Joseph Renzulli, Ph.D.

The biggest challenge facing today’s schools is the achievement gap that exists between advantaged students and students placed at risk.  Half of all immigrant, minority, and low-income children never graduate from high school and in many of our cities more than 30 percent of low-income students score at the lowest percentiles on national reading and math tests.  An even sadder commentary is the ways we have addressed this achievement gap and the resulting collateral damage that has dragged down good teaching, restricted high potential low-income and minority students from participation in special programs for the gifted and talented, deskilled many of our teachers, squeezed subjects other than math and reading out of the curriculum, and produced data juggling, test result falsification, and outright lying on the parts of desperate administrators who want to avoid being branded leaders of “failing schools.”

How did we get into this mess?  Why hasn’t the estimated three trillion dollars spent on school reform since the 1960s made more of an impact?  We’ve tried just about everything – smaller schools, year-round schools, single sex classes, after school mentoring, school uniforms, charter and magnet schools, school-business partnerships, merit pay for teachers, paying students for performance, private management companies and for-profit schools, take-overs by mayors and state departments of education, distributive leadership, site-based management, data-based decision making, and just about every scheme into which someone can insert the words, “standards based” and “accountability.”  All of these so called promising solutions have been suggested as silver bullets that can save our lowest achieving students, but they haven’t worked.

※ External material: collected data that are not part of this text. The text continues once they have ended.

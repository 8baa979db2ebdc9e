use anyhow::{Result, anyhow};
use isolang::Language;

/// Language utilities for ISO language code handling
///
/// Transcript languages are whatever authors declared, so nothing here is
/// used to filter translations; these helpers validate and label codes.
/// Language code type
#[derive(Debug, Clone, Copy, PartialEq, Eq)]
pub enum LanguageCodeType {
    /// ISO 639-1 (2-letter) code
    Part1,
    /// ISO 639-2/T (3-letter) code
    Part2T,
    /// ISO 639-2/B (3-letter) code
    Part2B,
}

// ISO 639-2/B codes that differ from their ISO 639-2/T counterpart
fn part2b_to_part2t(code: &str) -> Option<&'static str> {
    match code {
        "fre" => Some("fra"),
        "ger" => Some("deu"),
        "dut" => Some("nld"),
        "gre" => Some("ell"),
        "chi" => Some("zho"),
        "cze" => Some("ces"),
        "ice" => Some("isl"),
        "alb" => Some("sqi"),
        "arm" => Some("hye"),
        "baq" => Some("eus"),
        "bur" => Some("mya"),
        "per" => Some("fas"),
        "geo" => Some("kat"),
        "may" => Some("msa"),
        "mac" => Some("mkd"),
        "rum" => Some("ron"),
        "slo" => Some("slk"),
        "wel" => Some("cym"),
        _ => None,
    }
}

/// Validate if a language code is a valid ISO 639-1 or ISO 639-2 code
pub fn validate_language_code(code: &str) -> Result<LanguageCodeType> {
    let normalized_code = code.trim().to_lowercase();

    if normalized_code.len() == 2 {
        if Language::from_639_1(&normalized_code).is_some() {
            return Ok(LanguageCodeType::Part1);
        }
    } else if normalized_code.len() == 3 {
        if Language::from_639_3(&normalized_code).is_some() {
            return Ok(LanguageCodeType::Part2T);
        }
        if part2b_to_part2t(&normalized_code).is_some() {
            return Ok(LanguageCodeType::Part2B);
        }
    }

    Err(anyhow!("Invalid language code: {}", code))
}

/// Get the language name from a code
pub fn get_language_name(code: &str) -> Result<String> {
    let normalized_code = code.trim().to_lowercase();

    let lang = match normalized_code.len() {
        2 => Language::from_639_1(&normalized_code),
        3 => Language::from_639_3(part2b_to_part2t(&normalized_code).unwrap_or(normalized_code.as_str())),
        _ => None,
    }
    .ok_or_else(|| anyhow!("Failed to get language from code: {}", code))?;

    Ok(lang.to_name().to_string())
}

What do all of these reform initiatives have in common? Most are built on structural changes, designed by well-intentioned policy makers or agencies (usually far removed from the classroom), and calculated to have an impact on entire school districts, states, or even nationally.  More important, however, is that these structural changes have drawn mainly upon a low-level pedagogy that is highly prescriptive and didactic -- approaches to learning that emphasize the accumulation, storage, and retrieval of information that will show up on the next round of standardized tests. 

The mainstream diet for the majority of poor and struggling learners has been dominated by a remedial and compensatory pedagogy that has not diminished the achievement gap; and, I would argue, has actually contributed to its perpetuation.  Many of these programs are designed to find out what a child can’t do, doesn’t like to do, and sees no reason for doing, and then teachers are told to spend most of the classroom time beating him or her to death with it.  This compensatory pedagogy of prescription and practice simply hasn’t worked!  Evidence of this failure is plainly evident in one national report after another, and yet we continue our search for yet another quick-fix solution through structural rearrangements rather than alternative pedagogical modifications.  But the solutions, by whatever new names we give them (e.g., Competency Based, Outcomes Based) are always reiterations of the same pedagogy – the same drill-and-practice model for learning.  And the universal criterion for accountability always remains the same, again with new names given to the same old achievement tests of decades past. It is the singular reliance on these tests for accountability, and the exclusion of other important outcomes of schooling that forces the pedagogy of prescription and practice that lobotomizes our teachers in the process.  Is it any wonder that some of our very best teachers are leaving the profession and fleeing urban schools where prescription has become the almost universally practiced pedagogy?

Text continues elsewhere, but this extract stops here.